Figure 2

Network modelling of epigenetic genes – phenotypes in ALL derived from PGnet. The complete tripartite network produced by PGNet is available as Suppl. Fig. 1 (Additional file 14) and Suppl. Table 2 (Additional file 3). Here, panel (a) shows a bipartite subset of 33 statistically significant associations linking 23 distinct epigenetic seed genes (ESGs, yellow triangle) to 10 distinct leukemia phenotypes (yellow squares). Distinct background colors of ESG gene names indicate distinct molecular function or biological process related to or targeted by epigenetic regulation (Suppl. Table 1 (Additional file 2)). Two LPs and one ESG with asterisk were selected to show the details of a biomodule derived by PGnet (Figure 4). Red genes are those for which the expression is up-regulated in the associated ALL phenotype, while blue ones are with down-regulated expression, and grey ones are related to more than one phenotype with alternate up-down regulations (details of the full network in Suppl.
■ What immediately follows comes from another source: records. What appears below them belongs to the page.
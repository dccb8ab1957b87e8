//! Property-based tests for commitment verification.
//!
//! Invariants tested:
//! - The exact committed payload always verifies
//! - Changing any single byte of the payload makes verification fail

use ehr_ledger::{ContractError, EhrLedgerContract, EhrLedgerContractClient};
use proptest::prelude::*;
use soroban_sdk::testutils::Address as _;
use soroban_sdk::{Address, Env, String};

fn setup() -> (Env, EhrLedgerContractClient<'static>) {
    let env = Env::default();
    env.mock_all_auths();

    let contract_id = env.register(EhrLedgerContract, ());
    let client = EhrLedgerContractClient::new(&env, &contract_id);
    client.initialize(&Address::generate(&env));

    (env, client)
}

proptest! {
    #[test]
    fn prop_committed_payload_verifies(payload in "[ -~]{0,256}") {
        let (env, client) = setup();
        let partition = String::from_str(&env, "collection");
        let payload = String::from_str(&env, &payload);

        client.store_committed_payload(&Address::generate(&env), &partition, &payload);
        prop_assert_eq!(client.try_verify_commitment(&partition, &payload), Ok(Ok(())));
    }

    #[test]
    fn prop_single_byte_change_fails(
        payload in "[a-z0-9]{1,256}",
        pick in any::<prop::sample::Index>(),
    ) {
        let (env, client) = setup();
        let partition = String::from_str(&env, "collection");

        let mut tampered = payload.clone().into_bytes();
        let at = pick.index(tampered.len());
        tampered[at] = if tampered[at] == b'#' { b'$' } else { b'#' };
        let tampered = std::string::String::from_utf8(tampered).unwrap();

        client.store_committed_payload(
            &Address::generate(&env),
            &partition,
            &String::from_str(&env, &payload),
        );
        prop_assert_eq!(
            client.try_verify_commitment(&partition, &String::from_str(&env, &tampered)),
            Err(Ok(ContractError::VerificationFailed))
        );
    }
}
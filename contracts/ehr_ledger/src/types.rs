use soroban_sdk::{contracttype, Map, String, Symbol};

/// Per-patient access-control and integrity metadata.
///
/// `pointers` and `hashes` are keyed by custodian identifier. Their key sets
/// may diverge: a custodian can hold a hash with no pointer recorded yet and
/// vice versa.
#[contracttype]
#[derive(Clone, Debug, Eq, PartialEq)]
pub struct PatientRecord {
    /// Resource category -> permission level (always > 0)
    pub acl: Map<String, u32>,
    /// Custodian -> locator of that custodian's EHR blob in external storage
    pub pointers: Map<String, String>,
    /// Custodian -> hex-encoded commitment to the blob's current content
    pub hashes: Map<String, String>,
}

/// Storage keys
#[contracttype]
#[derive(Clone, Debug, Eq, PartialEq)]
pub enum DataKey {
    Admin,
    AclTemplate,
    /// Opaque bytes written through the raw `put` passthrough
    Raw(String),
    Record(String),
    Owner(String),
    /// Confidential payload addressed by (partition, label)
    Private(String, Symbol),
    /// Channel-derived commitment digest of the payload at (partition, label)
    PrivateDigest(String, Symbol),
}
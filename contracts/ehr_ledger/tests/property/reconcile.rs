//! Property-based tests for hash reconciliation.
//!
//! Invariants tested:
//! - `validate_hash` returns nothing iff the caller holds an identical hash
//!   for every recorded custodian
//! - `validate_hash` is idempotent
//! - Updating a custodian's hash and presenting the new value clears its flag

use ehr_ledger::{EhrLedgerContract, EhrLedgerContractClient};
use proptest::prelude::*;
use soroban_sdk::testutils::Address as _;
use soroban_sdk::{Address, Env, Map, String};

// ── Helpers ───────────────────────────────────────────────────────────────────

fn setup() -> (Env, EhrLedgerContractClient<'static>) {
    let env = Env::default();
    env.mock_all_auths();

    let contract_id = env.register(EhrLedgerContract, ());
    let client = EhrLedgerContractClient::new(&env, &contract_id);
    client.initialize(&Address::generate(&env));

    (env, client)
}

fn custodian(env: &Env, i: usize) -> String {
    let names = ["hosp-a", "hosp-b", "hosp-c", "hosp-d", "hosp-e", "hosp-f"];
    String::from_str(env, names[i % names.len()])
}

fn hash_value(env: &Env, v: u8) -> String {
    let values = ["h0", "h1", "h2", "h3"];
    String::from_str(env, values[(v % 4) as usize])
}

/// Recorded hashes built from (custodian index, hash value) pairs.
fn build_map(env: &Env, entries: &[(usize, u8)]) -> Map<String, String> {
    let mut map = Map::new(env);
    for &(i, v) in entries {
        map.set(custodian(env, i), hash_value(env, v));
    }
    map
}

fn create(env: &Env, client: &EhrLedgerContractClient<'static>, hashes: &Map<String, String>) {
    client.create_record(
        &Address::generate(env),
        &String::from_str(env, "p1"),
        &Map::new(env),
        hashes,
    );
}

// ── proptest! blocks ──────────────────────────────────────────────────────────

proptest! {
    #[test]
    fn prop_empty_iff_caller_matches_every_recorded_hash(
        recorded in prop::collection::vec((0usize..6, any::<u8>()), 0..6),
        caller in prop::collection::vec((0usize..6, any::<u8>()), 0..6),
    ) {
        let (env, client) = setup();
        let recorded = build_map(&env, &recorded);
        let caller = build_map(&env, &caller);
        create(&env, &client, &recorded);

        let stale = client.validate_hash(&String::from_str(&env, "p1"), &caller);

        let synchronized = recorded
            .iter()
            .all(|(k, v)| caller.get(k) == Some(v));
        prop_assert_eq!(stale.is_empty(), synchronized);

        for flagged in stale.iter() {
            prop_assert!(recorded.contains_key(flagged.clone()));
            prop_assert_ne!(caller.get(flagged.clone()), recorded.get(flagged));
        }
    }

    #[test]
    fn prop_validate_hash_idempotent(
        recorded in prop::collection::vec((0usize..6, any::<u8>()), 0..6),
        caller in prop::collection::vec((0usize..6, any::<u8>()), 0..6),
    ) {
        let (env, client) = setup();
        let recorded = build_map(&env, &recorded);
        let caller = build_map(&env, &caller);
        create(&env, &client, &recorded);
        let patient = String::from_str(&env, "p1");

        let first = client.validate_hash(&patient, &caller);
        let second = client.validate_hash(&patient, &caller);
        prop_assert_eq!(first, second);
    }

    #[test]
    fn prop_update_then_present_new_hash_clears_flag(
        recorded in prop::collection::vec((0usize..6, any::<u8>()), 1..6),
        pick in any::<prop::sample::Index>(),
        new_value in any::<u8>(),
    ) {
        let (env, client) = setup();
        let recorded_map = build_map(&env, &recorded);
        create(&env, &client, &recorded_map);
        let patient = String::from_str(&env, "p1");

        let (idx, _) = recorded[pick.index(recorded.len())];
        let target = custodian(&env, idx);
        let new_hash = hash_value(&env, new_value);
        client.update_hash(&Address::generate(&env), &patient, &target, &new_hash);

        let mut view = Map::new(&env);
        view.set(target.clone(), new_hash);
        let stale = client.validate_hash(&patient, &view);
        prop_assert!(!stale.contains(&target));
    }
}
//! Commit-then-reveal verification of confidential payloads.

use soroban_sdk::{Env, String};

use crate::private_data::{self, PAYLOAD_LABEL};
use crate::validation::{self, MAX_PAYLOAD_LEN};
use crate::ContractError;

/// SHA-256 hex digest of the UTF-8 bytes of `payload`.
pub fn payload_digest(env: &Env, payload: &String) -> Result<String, ContractError> {
    validation::validate_payload(payload)?;
    let len = payload.len() as usize;
    let mut buf = [0u8; MAX_PAYLOAD_LEN as usize];
    payload.copy_into_slice(&mut buf[..len]);
    Ok(ehr_common::sha256_hex_slice(env, &buf[..len]))
}

/// Succeeds only when the digest of `payload` equals the commitment recorded
/// for `partition`. A missing commitment or an oversize payload can never
/// match and is reported as a verification failure.
pub fn verify(env: &Env, partition: &String, payload: &String) -> Result<(), ContractError> {
    let recorded = private_data::get_private_digest(env, partition, &PAYLOAD_LABEL)
        .ok_or(ContractError::VerificationFailed)?;
    let current =
        payload_digest(env, payload).map_err(|_| ContractError::VerificationFailed)?;
    if current != recorded {
        return Err(ContractError::VerificationFailed);
    }
    Ok(())
}
//! Shared utilities for the EHR ledger contracts.
//!
//! This crate provides:
//! - [`digest`]: SHA-256 commitments rendered as lowercase hex strings.
//! - [`ttl`]: storage TTL conventions and extension helpers.

#![no_std]

// ── Modules ──────────────────────────────────────────────────────────────────

pub mod digest;
pub mod ttl;

pub use digest::*;
pub use ttl::*;
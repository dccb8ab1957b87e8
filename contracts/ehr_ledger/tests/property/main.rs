#![allow(clippy::unwrap_used, clippy::expect_used, clippy::arithmetic_side_effects)]
//! Property-based test suite entry point.
//!
//! Run with:
//!
//! ```bash
//! cargo test --test property
//! ```
//!
//! To increase the number of generated cases:
//!
//! ```bash
//! PROPTEST_CASES=512 cargo test --test property
//! ```

mod commitment;
mod reconcile;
Table 2 (Additional file 3)). Panel (b) shows a tripartite network that includes GEMs (grey circles) and focuses on the circled subset of Panel a: the "ALL relapse". Panel (c) is a robust sub-network associated to ALL outcome (relapse vs. continuous complete remission (CCR)). Three ESGs and 53 GEMs were obtained by 100 repetitions of 3-fold cross-validation of PGnet operating on the subset of ALL arrays comprising 87 patients experiencing either "CCR" or "relapse" (n > 32, details in Suppl. Methods (Additional file 1)). Note that ALL subtypes associated PGnet in panel a) and b) were derived from all 132 patients (in this case the biomodules of the sub-network 2b pertain to patients with relapse and not everything else). The robust sub-network in panel c) was conducted for training a predictor of outcome. Only 87 out of the 132 samples contained outcome information related to ALL relapse ("relapse" or "CCR" of ALL). Please note that some patients did have an outcome of secondary AML, a distinct form of leukemia, and were excluded from panel 2c because this disease occurs at a later stage and the authors of the dataset did not disclose the outcome of ALL for these patients. Thus the biomodules of Figure 2c overlap partially with those of Figure 2b.